O índice de atividade econômica IBC-Br registrou queda de 0,6% em junho, reforçando sinais de desaceleração da economia brasileira no segundo trimestre.
O Índice de Atividade Econômica do Banco Central (IBC-Br) caiu 0,6% em junho, indicador que consolida a desaceleração da economia brasileira no segundo trimestre de 2026.
O recuo do IBC-Br, divulgado pelo Banco Central, funciona como prévia do Produto Interno Bruto (PIB) e reflete a perda de dinamismo na atividade econômica. O indicador é acompanhado de perto por analistas e gestores de política monetária para avaliar o ritmo da economia.
A queda reforça expectativas de corte na taxa Selic nos próximos meses. Economistas e instituições financeiras vêm revisando as projeções para o PIB com base em indicadores de atividade como o IBC-Br, que sinalizam desaceleração.

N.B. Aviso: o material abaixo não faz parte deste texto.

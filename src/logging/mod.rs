//! Logging infrastructure - structured tracing for resolution and loading
//!
//! Design: Uses `tracing` for structured, contextual logging with:
//! - Configurable log levels via environment
//! - Zero-cost when disabled
//! - Optional JSON output for machine consumption

use std::io;

use once_cell::sync::OnceCell;
use tracing::Level;
use tracing_subscriber::{
    fmt::{self, format::FmtSpan},
    layer::SubscriberExt,
    util::SubscriberInitExt,
    EnvFilter,
};

/// Global logging state
static LOGGER_INITIALIZED: OnceCell<()> = OnceCell::new();

/// Logging configuration
#[derive(Debug, Clone)]
pub struct LogConfig {
    /// Default log level
    pub level: Level,
    /// Enable JSON format (vs human-readable)
    pub json_format: bool,
    /// Show span events (enter/exit)
    pub show_spans: bool,
}

impl Default for LogConfig {
    fn default() -> Self {
        Self {
            level: Level::INFO,
            json_format: false,
            show_spans: false,
        }
    }
}

impl LogConfig {
    /// Create config from environment variables
    pub fn from_env() -> Self {
        let mut config = Self::default();

        // DYNLOAD_LOG_LEVEL: trace, debug, info, warn, error
        if let Ok(level_str) = std::env::var("DYNLOAD_LOG_LEVEL") {
            config.level = match level_str.to_lowercase().as_str() {
                "trace" => Level::TRACE,
                "debug" => Level::DEBUG,
                "info" => Level::INFO,
                "warn" => Level::WARN,
                "error" => Level::ERROR,
                _ => Level::INFO,
            };
        }

        // DYNLOAD_LOG_JSON: enable JSON format
        config.json_format = std::env::var("DYNLOAD_LOG_JSON").is_ok();

        // DYNLOAD_LOG_SPANS: show span events
        config.show_spans = std::env::var("DYNLOAD_LOG_SPANS").is_ok();

        config
    }
}

/// Initialize logging with default configuration
pub fn init() {
    init_with_config(LogConfig::from_env());
}

/// Initialize logging with custom configuration
pub fn init_with_config(config: LogConfig) {
    LOGGER_INITIALIZED.get_or_init(|| {
        let env_filter = EnvFilter::try_from_default_env().unwrap_or_else(|_| {
            EnvFilter::new(format!("dynload={}", config.level.as_str().to_lowercase()))
        });

        let span_events = if config.show_spans {
            FmtSpan::ENTER | FmtSpan::CLOSE
        } else {
            FmtSpan::NONE
        };

        if config.json_format {
            tracing_subscriber::registry()
                .with(env_filter)
                .with(
                    fmt::layer()
                        .json()
                        .with_writer(io::stdout)
                        .with_span_events(span_events)
                        .with_target(true),
                )
                .init();
        } else {
            tracing_subscriber::registry()
                .with(env_filter)
                .with(
                    fmt::layer()
                        .with_writer(io::stdout)
                        .with_span_events(span_events)
                        .with_target(true)
                        .with_thread_ids(cfg!(debug_assertions))
                        .with_line_number(cfg!(debug_assertions)),
                )
                .init();
        }
    });
}

/// Check if logging is initialized
pub fn is_initialized() -> bool {
    LOGGER_INITIALIZED.get().is_some()
}

/// Performance tracking utilities
pub mod perf {
    use std::time::Instant;
    use tracing::debug;

    /// Track operation duration (returns guard that logs on drop)
    #[must_use]
    pub fn track(operation: &str) -> PerformanceGuard {
        PerformanceGuard {
            operation: operation.to_string(),
            start: Instant::now(),
        }
    }

    pub struct PerformanceGuard {
        operation: String,
        start: Instant,
    }

    impl Drop for PerformanceGuard {
        fn drop(&mut self) {
            let elapsed = self.start.elapsed();
            debug!(
                operation = %self.operation,
                duration_us = elapsed.as_micros() as u64,
                "operation completed"
            );
        }
    }
}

O segundo trimestre de 2026 registrou crescimento mais fraco da economia em comparação com períodos anteriores, segundo os dados coletados pelo BC. A trajetória do IBC-Br ao longo dos meses do trimestre aponta para perda progressiva de ritmo da atividade econômica.
Analistas avaliam que o resultado pode influenciar as decisões do Comitê de Política Monetária (Copom) sobre a Selic. A redução da taxa básica de juros é considerada uma possibilidade pelos mercados financeiros, diante dos sinais de desaceleração.
O Banco Central continua acompanhando indicadores de atividade para avaliar o momento da economia e a necessidade de ajustes na política monetária nos próximos meses.